Hi @6fears7 Thank you testing the last suggestion. Regarding the remaining CPU overhead it seems to be related to spans created by MySQLi instrumentation. Could you please check the effect on CPU if:
span_stack_trace_min_duration
option is set to something like 100ms
disable_instrumentations
option is set to MySQLi
@SergeyKleyman
Roughly 20% CPU utilization in the frame.
@6fears7 Thank you for the feedback.
Could you please provide for comparison the flame graph without the agent (for example with elastic_apm
extension commented out in php.ini)?
Also is 20% CPU utilization you mentioned above inline with your expectations?
With agent disabled.
After seeing 20% utilization, I decided to regress back to 1.8.4 with all the same configs set that we've discussed above. 10% utilization.
Then I went back and did 1.12.0 again and extended my test duration by 5x the amount just to smooth the data out. The test is just curling the wordpress endpoint every two seconds until the duration is up.
There were frames that hit 30%, but overall the average remained the same as 1.8.4: 10%.

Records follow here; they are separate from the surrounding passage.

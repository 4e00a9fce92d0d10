//! Sync coordinator.
//!
//! # Responsibility
//! - Drain the change log against the remote when the network is online.
//! - Apply acknowledgments, conflicts and failures to local state.
//! - Schedule retries with exponential backoff.
//!
//! # Invariants
//! - State machine: `Idle -> Syncing -> {Idle | BackoffWait} -> Idle`.
//! - At most one pass runs at a time (change log session lock).
//! - Records appended during a pass wait for the next pass.
//! - A pass cancelled by a connectivity drop keeps acknowledged records
//!   `synced` and returns in-flight records to `pending`.
//! - Storage and transport failures never escape `poll`/`sync_now`; only
//!   resolver failures do.

use crate::clock::Clock;
use crate::config::SyncConfig;
use crate::error::SyncResult;
use crate::model::change::{ChangeId, ChangeOperation, ChangeRecord, SyncStatus};
use crate::model::entity::EntitySnapshot;
use crate::repo::entity_repo::EntityRepository;
use crate::sync::backoff::{Backoff, BackoffPolicy};
use crate::sync::change_log::{ChangeLog, SessionLock};
use crate::sync::network::{NetworkMonitor, NetworkState, Subscription};
use crate::sync::remote::{RecordOutcome, RemoteService, TransportError};
use crate::sync::resolver::{ConflictResolver, Resolution, ResolverError};
use crate::sync::session::{SessionOutcome, SessionSummary, SyncSession};
use log::{error, info, warn};
use serde::Serialize;
use std::collections::HashMap;
use std::sync::atomic::{AtomicBool, Ordering};
use std::sync::mpsc::{self, RecvTimeoutError};
use std::sync::{Arc, Mutex, MutexGuard};
use std::thread;
use std::time::{Duration, Instant};

/// Granularity at which an in-flight batch checks for cancellation.
const CANCEL_POLL_INTERVAL: Duration = Duration::from_millis(20);

#[derive(Debug, Clone, Copy, PartialEq, Eq, Serialize)]
#[serde(tag = "kind", rename_all = "snake_case")]
pub enum CoordinatorState {
    Idle,
    Syncing,
    BackoffWait { until_ms: i64 },
}

impl CoordinatorState {
    pub fn as_str(self) -> &'static str {
        match self {
            Self::Idle => "idle",
            Self::Syncing => "syncing",
            Self::BackoffWait { .. } => "backoff_wait",
        }
    }
}

/// Status snapshot for the UI boundary.
#[derive(Debug, Clone, PartialEq, Eq, Serialize)]
pub struct SyncStatusView {
    pub state: CoordinatorState,
    pub network: NetworkState,
    pub pending_count: usize,
    pub last_sync_at: Option<i64>,
    pub last_error: Option<String>,
    pub next_retry_at: Option<i64>,
    /// Local writes still waiting for the storage medium.
    pub buffered_writes: usize,
}

impl SyncStatusView {
    /// One-line status such as `3 changes pending` or `offline`.
    pub fn summary(&self) -> String {
        if self.network != NetworkState::Online {
            return match self.pending_count {
                0 => self.network.as_str().to_string(),
                count => format!("{}, {}", self.network.as_str(), pending_label(count)),
            };
        }
        match self.state {
            CoordinatorState::Syncing => "syncing".to_string(),
            CoordinatorState::BackoffWait { .. } => {
                format!("retrying, {}", pending_label(self.pending_count))
            }
            CoordinatorState::Idle if self.pending_count == 0 => "up to date".to_string(),
            CoordinatorState::Idle => pending_label(self.pending_count),
        }
    }
}

fn pending_label(count: usize) -> String {
    if count == 1 {
        "1 change pending".to_string()
    } else {
        format!("{count} changes pending")
    }
}

#[derive(Debug, Clone, Copy, PartialEq, Eq)]
pub enum SkipReason {
    NotOnline,
    NothingPending,
    BackingOff,
    /// Another pass holds the session lock.
    Busy,
}
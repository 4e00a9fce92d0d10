//! One sync attempt: the snapshotted batch and what happened to each record.

use crate::model::change::{ChangeId, ChangeRecord};
use std::collections::BTreeMap;
use uuid::Uuid;

#[derive(Debug, Clone, PartialEq, Eq)]
pub enum SessionOutcome {
    Synced,
    /// Conflict settled by the resolver; carries the resolution name.
    Resolved(&'static str),
    Failed(String),
    /// Returned to `pending` by a cancelled pass.
    Reverted,
}

#[derive(Debug, Clone, Copy, Default, PartialEq, Eq)]
pub struct SessionSummary {
    pub total: usize,
    pub synced: usize,
    pub resolved: usize,
    pub failed: usize,
    pub reverted: usize,
}

impl SessionSummary {
    /// Records that have no outcome yet (not dispatched before the pass ended).
    pub fn untouched(&self) -> usize {
        self.total
            .saturating_sub(self.synced + self.resolved + self.failed + self.reverted)
    }
}

#[derive(Debug)]
pub struct SyncSession {
    id: Uuid,
    started_at: i64,
    records: Vec<ChangeRecord>,
    outcomes: BTreeMap<ChangeId, SessionOutcome>,
}

impl SyncSession {
    pub fn new(records: Vec<ChangeRecord>, started_at: i64) -> Self {
        Self {
            id: Uuid::new_v4(),
            started_at,
            records,
            outcomes: BTreeMap::new(),
        }
    }

    pub fn id(&self) -> Uuid {
        self.id
    }

    pub fn started_at(&self) -> i64 {
        self.started_at
    }

    pub fn records(&self) -> &[ChangeRecord] {
        &self.records
    }

    pub fn record_outcome(&mut self, id: ChangeId, outcome: SessionOutcome) {
        self.outcomes.insert(id, outcome);
    }

    pub fn outcome(&self, id: ChangeId) -> Option<&SessionOutcome> {
        self.outcomes.get(&id)
    }

    pub fn summary(&self) -> SessionSummary {
        let mut summary = SessionSummary {
            total: self.records.len(),
            ..SessionSummary::default()
        };
        for outcome in self.outcomes.values() {
            match outcome {
                SessionOutcome::Synced => summary.synced += 1,
                SessionOutcome::Resolved(_) => summary.resolved += 1,
                SessionOutcome::Failed(_) => summary.failed += 1,
                SessionOutcome::Reverted => summary.reverted += 1,
            }
        }
        summary
    }
}

#[cfg(test)]
mod tests {
    use super::{SessionOutcome, SyncSession};

    #[test]
    fn summary_counts_outcomes() {
        let mut session = SyncSession::new(Vec::new(), 0);
        session.record_outcome(1, SessionOutcome::Synced);
        session.record_outcome(2, SessionOutcome::Failed("boom".to_string()));
        session.record_outcome(3, SessionOutcome::Resolved("take_remote"));
        session.record_outcome(1, SessionOutcome::Synced);

        let summary = session.summary();
        assert_eq!(summary.synced, 1);
        assert_eq!(summary.failed, 1);
        assert_eq!(summary.resolved, 1);
        assert_eq!(session.outcome(2), Some(&SessionOutcome::Failed("boom".to_string())));
    }
}
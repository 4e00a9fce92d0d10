//! Network status monitor.
//!
//! # Responsibility
//! - Track connectivity reported by the host and expose the committed state.
//! - Debounce flapping: a change is committed only after it has been
//!   observed continuously for the configured dwell time.
//! - Notify subscribers of committed transitions.
//!
//! # Invariants
//! - Only this monitor mutates its `NetworkState`.
//! - Listeners run on the reporting thread, outside internal locks, and
//!   must not block.

use crate::clock::Clock;
use log::{debug, info};
use serde::{Deserialize, Serialize};
use std::sync::atomic::{AtomicU64, Ordering};
use std::sync::{Arc, Mutex, MutexGuard};

#[derive(Debug, Clone, Copy, PartialEq, Eq, Hash, Serialize, Deserialize)]
#[serde(rename_all = "snake_case")]
pub enum NetworkState {
    Online,
    Offline,
    /// Reachable but unreliable; sync waits for `Online`.
    Degraded,
}

impl NetworkState {
    pub fn as_str(self) -> &'static str {
        match self {
            Self::Online => "online",
            Self::Offline => "offline",
            Self::Degraded => "degraded",
        }
    }

    pub fn parse(value: &str) -> Option<Self> {
        match value.trim().to_ascii_lowercase().as_str() {
            "online" => Some(Self::Online),
            "offline" => Some(Self::Offline),
            "degraded" => Some(Self::Degraded),
            _ => None,
        }
    }
}

/// A committed state change.
#[derive(Debug, Clone, Copy, PartialEq, Eq)]
pub struct NetworkTransition {
    pub from: NetworkState,
    pub to: NetworkState,
    pub at_ms: i64,
}

/// Handle returned by `on_change`, used to unsubscribe.
#[derive(Debug, Clone, Copy, PartialEq, Eq, Hash)]
pub struct Subscription(u64);

type Listener = Arc<dyn Fn(NetworkTransition) + Send + Sync>;

struct MonitorState {
    current: NetworkState,
    /// Observed state that differs from `current`, and when it was first seen.
    candidate: Option<(NetworkState, i64)>,
}

pub struct NetworkMonitor {
    clock: Arc<dyn Clock>,
    dwell_ms: i64,
    state: Mutex<MonitorState>,
    listeners: Mutex<Vec<(Subscription, Listener)>>,
    next_subscription: AtomicU64,
}

impl NetworkMonitor {
    pub fn new(initial: NetworkState, dwell_ms: u64, clock: Arc<dyn Clock>) -> Self {
        Self {
            clock,
            dwell_ms: i64::try_from(dwell_ms).unwrap_or(i64::MAX),
            state: Mutex::new(MonitorState {
                current: initial,
                candidate: None,
            }),
            listeners: Mutex::new(Vec::new()),
            next_subscription: AtomicU64::new(1),
        }
    }

    pub fn current_state(&self) -> NetworkState {
        self.state().current
    }

    /// Registers a listener for committed transitions.
    pub fn on_change(
        &self,
        listener: impl Fn(NetworkTransition) + Send + Sync + 'static,
    ) -> Subscription {
        let subscription = Subscription(self.next_subscription.fetch_add(1, Ordering::SeqCst));
        let listener: Listener = Arc::new(listener);
        self.listeners().push((subscription, listener));
        subscription
    }

    /// Removes a listener. Returns `false` when it was not registered.
    pub fn unsubscribe(&self, subscription: Subscription) -> bool {
        let mut listeners = self.listeners();
        let before = listeners.len();
        listeners.retain(|(id, _)| *id != subscription);
        listeners.len() != before
    }

    pub fn listener_count(&self) -> usize {
        self.listeners().len()
    }

    /// Host connectivity event.
    ///
    /// Returns the committed transition, if the observation completed one
    /// (always the case with a zero dwell time).
    pub fn report(&self, observed: NetworkState) -> Option<NetworkTransition> {
        let now = self.clock.now_ms();
        {
            let mut state = self.state();
            if observed == state.current {
                if state.candidate.take().is_some() {
                    debug!(
                        "event=network_flap module=network status=ignored state={}",
                        observed.as_str()
                    );
                }
            } else {
                match state.candidate {
                    Some((candidate, _)) if candidate == observed => {}
                    _ => state.candidate = Some((observed, now)),
                }
            }
        }
        self.tick()
    }

    /// Commits a pending candidate whose dwell time has elapsed.
    pub fn tick(&self) -> Option<NetworkTransition> {
        let now = self.clock.now_ms();
        let transition = {
            let mut state = self.state();
            match state.candidate {
                Some((candidate, since)) if now.saturating_sub(since) >= self.dwell_ms => {
                    let transition = NetworkTransition {
                        from: state.current,
                        to: candidate,
                        at_ms: now,
                    };
                    state.current = candidate;
                    state.candidate = None;
                    Some(transition)
                }
                _ => None,
            }
        }?;

        info!(
            "event=network_transition module=network status=ok from={} to={}",
            transition.from.as_str(),
            transition.to.as_str()
        );
        let listeners: Vec<Listener> = self
            .listeners()
            .iter()
            .map(|(_, listener)| Arc::clone(listener))
            .collect();
        for listener in listeners {
            listener(transition);
        }
        Some(transition)
    }

    fn state(&self) -> MutexGuard<'_, MonitorState> {
        self.state
            .lock()
            .unwrap_or_else(|poisoned| poisoned.into_inner())
    }

    fn listeners(&self) -> MutexGuard<'_, Vec<(Subscription, Listener)>> {
        self.listeners
            .lock()
            .unwrap_or_else(|poisoned| poisoned.into_inner())
    }
}
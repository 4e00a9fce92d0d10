use proptest::prelude::*;
use serde_json::{json, Value};
use todosync_core::{
    ChangeOperation, ChangeRecord, ConflictResolver, EntityRef, EntitySnapshot,
    FieldMergeResolver, LastWriteWins, Resolution, SyncStatus,
};

fn payload_strategy() -> impl Strategy<Value = Value> {
    prop::collection::btree_map("[a-z]{1,6}", "[a-z0-9 ]{0,12}", 0..5)
        .prop_map(|fields| json!(fields))
}

fn record(operation: ChangeOperation, payload: Value, timestamp: i64) -> ChangeRecord {
    ChangeRecord {
        id: 1,
        device_id: "device-a".to_string(),
        entity_type: "todo".to_string(),
        entity_id: "t1".to_string(),
        operation,
        payload,
        base_version: Some(1),
        timestamp,
        sync_status: SyncStatus::Syncing,
        attempts: 1,
        last_error: None,
    }
}

proptest! {
    #[test]
    fn last_write_wins_is_deterministic_on_timestamp_ties(
        timestamp in any::<i64>(),
        version in 1u64..1_000,
        local_payload in payload_strategy(),
        remote_payload in payload_strategy(),
    ) {
        let local = record(ChangeOperation::Update, local_payload, timestamp);
        let remote = EntitySnapshot::new(&EntityRef::new("todo", "t1"), version, remote_payload, timestamp);

        let first = LastWriteWins.resolve(&local, &remote).unwrap();
        let second = LastWriteWins.resolve(&local, &remote).unwrap();
        prop_assert_eq!(&first, &second);
        prop_assert_eq!(first, Resolution::TakeRemote);
    }

    #[test]
    fn field_merge_is_deterministic_and_keeps_every_key(
        timestamp in any::<i64>(),
        local_payload in payload_strategy(),
        remote_payload in payload_strategy(),
    ) {
        let local = record(ChangeOperation::Update, local_payload.clone(), timestamp);
        let remote = EntitySnapshot::new(&EntityRef::new("todo", "t1"), 2, remote_payload.clone(), timestamp);

        let first = FieldMergeResolver.resolve(&local, &remote).unwrap();
        prop_assert_eq!(&first, &FieldMergeResolver.resolve(&local, &remote).unwrap());

        let Resolution::Merge(merged) = first else {
            return Err(TestCaseError::fail("object payloads must merge"));
        };
        let merged = merged.as_object().unwrap();
        for (key, value) in local_payload.as_object().unwrap() {
            prop_assert_eq!(merged.get(key), Some(value));
        }
        for key in remote_payload.as_object().unwrap().keys() {
            prop_assert!(merged.contains_key(key));
        }
    }
}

So in summary and to answer your question @SergeyKleyman , these options brought the CPU usage down to the 1.8.4 levels that I'd expected the agent to utilize:
elastic_apm.ast_process_enabled=false
elastic_apm.span_stack_trace_min_duration=100ms
elastic_apm.disable_instrumentations=MySQLi
References: span_stack_trace_min_duration option disable_instrumentations option
I don't have an upper bound in mind of acceptable thresholds, but if the average is 10% and the upper is 30%, that works for us.
I installed version 1.9.0 of the elastic APM agent into production server which runs php-7.4 on ubuntu 20.04 . The application itself is a large mysql backed Zend(1.1) application.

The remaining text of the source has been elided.